Een aantal uitputtende weekenden lang deden we samengeraapte opdrachten uit verschillende takken van de hogere coachingkunst. Zo stonden we een keer met de handen in elkaar in een grote kring te huilen op het liedje Mag ik nu bij jou van Claudia de Breij, en huppelden we op Leef! van André Hazes. We plakten geeltjes met complimenten op elkaars rug, maar moesten de ander ook een keer wegduwen uit de groep, om ‘onze eigen grens aan te geven’. Een keer moest ik in mijn eentje een muur vormen waar een vrouw letterlijk doorheen diende te beuken, bij wijze van assertiviteitstraining, terwijl de rest van de groep moest klappen en joelen. Er werd veel gejankt en gelachen – maar wat het met ADHD te maken had? Ik heb werkelijk geen idee. De meeste cursisten vonden het tóp, dus het lag vast aan mij – maar het enige positieve wat ik eraan overgehouden heb is een wel aardig ruikend miniflesje etherische olie à raison de € 40, die focus zou moeten geven als je het op je voorhoofd smeert. Werkt niet, maar ook dat ligt natuurlijk aan mij – ik ‘geloof’ er niet in.
Nu is het misschien lekker makkelijk om lullig te doen over een ADHD-cursus, maar kwetsbare mensen een poot uitdraaien is nog veel lulliger. Wat helemaal superlullig is: voor het bedrag van deze cursus had ik een extra Master kunnen halen aan de universiteit. Ja, er wordt véél geld verdiend aan ADHD.
Door de ADHD-medicatie kreeg ik grip op impulsief gedrag – mijn nagels werden langer, ik stopte moeiteloos met drinken en design jagen op Catawiki – maar in mijn hoofd werd het steeds mistiger. Ondanks mijn speciale agenda voor chaoten en de handige app Wunderlist, vergat ik afspraken bij de tandarts, miste ik tienminutengesprekken en zelfs hele vliegtuigen. Het werd steeds maffer – tot ik ook ineens niet meer kon lezen. En dus ook niet meer werken. Ik zag de letters wel, maar ze kwamen niet binnen. Al snel begreep ik ook dialogen in films niet meer, en begon ik te dissociëren: waren die gekke uitstekende dingen aan mijn lichaam mijn eigen armen? Ook stapte ik een paar keer op een roltrap die naar de beneden ging, terwijl ik hem écht naar boven zag gaan – met akelige valpartijen als gevolg. Ik zag ze vliegen. En ik was heel erg bang.
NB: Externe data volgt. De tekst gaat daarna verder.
impl Camera {
    pub(crate) fn new(
        name: String,
        id: CameraId,
        pipe: Arc<Mutex<Box<dyn PipelineHandler>>>,
        signals: Arc<CameraSignals>,
    ) -> Camera {
        Camera {
            inner: Arc::new(CameraInner {
                name,
                id,
                pipe,
                signals,
                state: Mutex::new(CameraState::Available),
                config: Mutex::new(None),
                next_cookie: AtomicU64::new(1),
            }),
        }
    }

    pub fn name(&self) -> &str {
        &self.inner.name
    }

    pub fn state(&self) -> CameraState {
        *self.inner.state.lock().unwrap()
    }

    /// The active configuration, set by the last successful
    /// [`configure`](Camera::configure).
    pub fn configuration(&self) -> Option<CameraConfiguration> {
        self.inner.config.lock().unwrap().clone()
    }

    /// Signal fired once per completed buffer, before the owning request's
    /// `request_completed`.
    pub fn buffer_completed(&self) -> &Signal2<Request, Buffer> {
        &self.inner.signals.buffer_completed
    }

    /// Signal fired once per request, in submission order.
    pub fn request_completed(&self) -> &Signal<Request> {
        &self.inner.signals.request_completed
    }

    /// Take exclusive use of the camera.
    pub fn acquire(&self) -> Result<(), Error> {
        let mut state = self.inner.state.lock().unwrap();
        if *state != CameraState::Available {
            return Err(Error::InvalidState(format!(
                "camera {} cannot be acquired while {:?}",
                self.inner.name, *state
            )));
        }
        *state = CameraState::Acquired;
        Ok(())
    }

    /// Give the camera back. Legal from any state except Running.
    pub fn release(&self) -> Result<(), Error> {
        let mut state = self.inner.state.lock().unwrap();
        if *state == CameraState::Running {
            return Err(Error::InvalidState(format!(
                "camera {} cannot be released while running",
                self.inner.name
            )));
        }
        *state = CameraState::Available;
        Ok(())
    }

    /// Produce sensible configuration defaults for the requested roles.
    pub fn generate_configuration(
        &self,
        roles: &[StreamRole],
    ) -> Result<CameraConfiguration, Error> {
        let streams =
            self.inner.pipe.lock().unwrap().default_configuration(self.inner.id, roles)?;
        Ok(CameraConfiguration { streams })
    }

    /// Apply a configuration to the pipeline.
    ///
    /// On failure the device-side formats are unspecified and the camera
    /// stays in its previous state; reconfigure before streaming.
    pub fn configure(&self, config: &CameraConfiguration) -> Result<(), Error> {
        let mut state = self.inner.state.lock().unwrap();
        if !matches!(*state, CameraState::Acquired | CameraState::Configured) {
            return Err(Error::InvalidState(format!(
                "camera {} cannot be configured while {:?}",
                self.inner.name, *state
            )));
        }

        self.inner.pipe.lock().unwrap().configure(self.inner.id, &config.streams)?;

        *self.inner.config.lock().unwrap() = Some(config.clone());
        *state = CameraState::Configured;
        Ok(())
    }

    /// Allocate and export the stream buffers.
    pub fn allocate_buffers(&self) -> Result<(), Error> {
        let mut state = self.inner.state.lock().unwrap();
        if *state != CameraState::Configured {
            return Err(Error::InvalidState(format!(
                "camera {} has no configuration to allocate for",
                self.inner.name
            )));
        }

        self.inner.pipe.lock().unwrap().allocate_buffers(self.inner.id)?;
        *state = CameraState::Prepared;
        Ok(())
    }

    /// Release the stream buffers.
    pub fn free_buffers(&self) -> Result<(), Error> {
        let mut state = self.inner.state.lock().unwrap();
        if *state != CameraState::Prepared {
            return Err(Error::InvalidState(format!(
                "camera {} has no buffers to free",
                self.inner.name
            )));
        }

        self.inner.pipe.lock().unwrap().free_buffers(self.inner.id)?;
        *state = CameraState::Configured;
        Ok(())
    }

    /// Create an empty capture request.
    pub fn create_request(&self) -> Result<Request, Error> {
        let state = *self.inner.state.lock().unwrap();
        if !matches!(state, CameraState::Prepared | CameraState::Running) {
            return Err(Error::InvalidState(format!(
                "camera {} cannot create requests while {:?}",
                self.inner.name, state
            )));
        }
        Ok(Request::new(self.inner.next_cookie.fetch_add(1, Ordering::Relaxed)))
    }

    /// Hand out a buffer handle for pool slot `index` of the single stream.
    pub fn create_buffer(&self, index: u32) -> Result<Buffer, Error> {
        self.create_buffer_for(0, index)
    }

    /// Hand out a buffer handle for pool slot `index` of stream `stream`.
    pub fn create_buffer_for(&self, stream: usize, index: u32) -> Result<Buffer, Error> {
        let state = *self.inner.state.lock().unwrap();
        if !matches!(state, CameraState::Prepared | CameraState::Running) {
            return Err(Error::InvalidState(format!(
                "camera {} has no buffers while {:?}",
                self.inner.name, state
            )));
        }
        self.inner.pipe.lock().unwrap().create_buffer(self.inner.id, stream, index)
    }

    /// Start streaming.
    pub fn start(&self) -> Result<(), Error> {
        let mut state = self.inner.state.lock().unwrap();
        if *state != CameraState::Prepared {
            return Err(Error::InvalidState(format!(
                "camera {} cannot start while {:?}",
                self.inner.name, *state
            )));
        }

        match self.inner.pipe.lock().unwrap().start(self.inner.id) {
            Ok(()) => {
                *state = CameraState::Running;
                Ok(())
            }
            Err(err) => {
                // A fatal device failure invalidates the whole session; the
                // camera falls back to Available and must be reacquired.
                if matches!(err, Error::Io(_)) {
                    *state = CameraState::Available;
                }
                Err(err)
            }
        }
    }

    /// Stop streaming.
    ///
    /// Every request still pending completes with `RequestCancelled` before
    /// this returns; no completion for a prior request is observed
    /// afterwards.
    pub fn stop(&self) -> Result<(), Error> {
        {
            let mut state = self.inner.state.lock().unwrap();
            if *state != CameraState::Running {
                return Err(Error::InvalidState(format!(
                    "camera {} is not running",
                    self.inner.name
                )));
            }
            // Leave Running before the cancellations fan out so re-entrant
            // queue_request calls from completion slots are rejected.
            *state = CameraState::Prepared;
        }

        let cancelled = self.inner.pipe.lock().unwrap().stop(self.inner.id);
        for request in cancelled {
            for (_, buffer) in request.buffers() {
                self.inner.signals.buffer_completed.emit(&request, buffer);
            }
            self.inner.signals.request_completed.emit(&request);
        }
        Ok(())
    }

    /// Submit a capture request. Requires the camera to be running.
    pub fn queue_request(&self, request: Request) -> Result<(), Error> {
        let state = *self.inner.state.lock().unwrap();
        if state != CameraState::Running {
            return Err(Error::InvalidState(format!(
                "camera {} cannot queue requests while {:?}",
                self.inner.name, state
            )));
        }

        let result = self.inner.pipe.lock().unwrap().queue_request(self.inner.id, request);
        if let Err(Error::Io(_)) = &result {
            // The device went away under us; the camera is gone until the
            // client reacquires it.
            *self.inner.state.lock().unwrap() = CameraState::Available;
        }
        result
    }
}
Nu had ik twee mensen verloren in korte tijd, en daar kun je op zich best een dissociatieve stoornis van krijgen, zei de huisarts. Maar iets zei me dat er iets anders aan de hand was, dus wilde ik toch mijn bloed maar eens laten checken. Op het formulier vinkte ik zelf in een vlaag van idiotie een hormoonwaardencheck aan – just a hunch; mijn huisarts vond dat niet nodig. Ik had immers geen last van de usual suspects, zoals opvliegers.
Uit die bloedcheck bleek dat ik midden in de overgang was. Op naar de overgangsconsulent, die dagelijks wanhopige vrouwen over de vloer krijgt – depressieve, angstige en psychotische vrouwen. ‘De inrichtingen zitten vol met vrouwen in de menopauze,’ wist ze me te vertellen. Had iemand – ik noem een vrouwelijke GGZ-psychiater van 63, een vrouwelijke GGZ-psycholoog van 56, een vrouwelijke ADHD-coach van vijftig – me dat nou echt niet kunnen vertellen? Ik had ze alle drie nota bene expliciet gevraagd of het piekeren, de telefoonangst, een libido van lik mijn vestje en de complete chaos in mijn hoofd niet ‘iets met hormonen’ te maken kon hebben. Ik was gekkie eppie niet, ik was verdomme eind veertig.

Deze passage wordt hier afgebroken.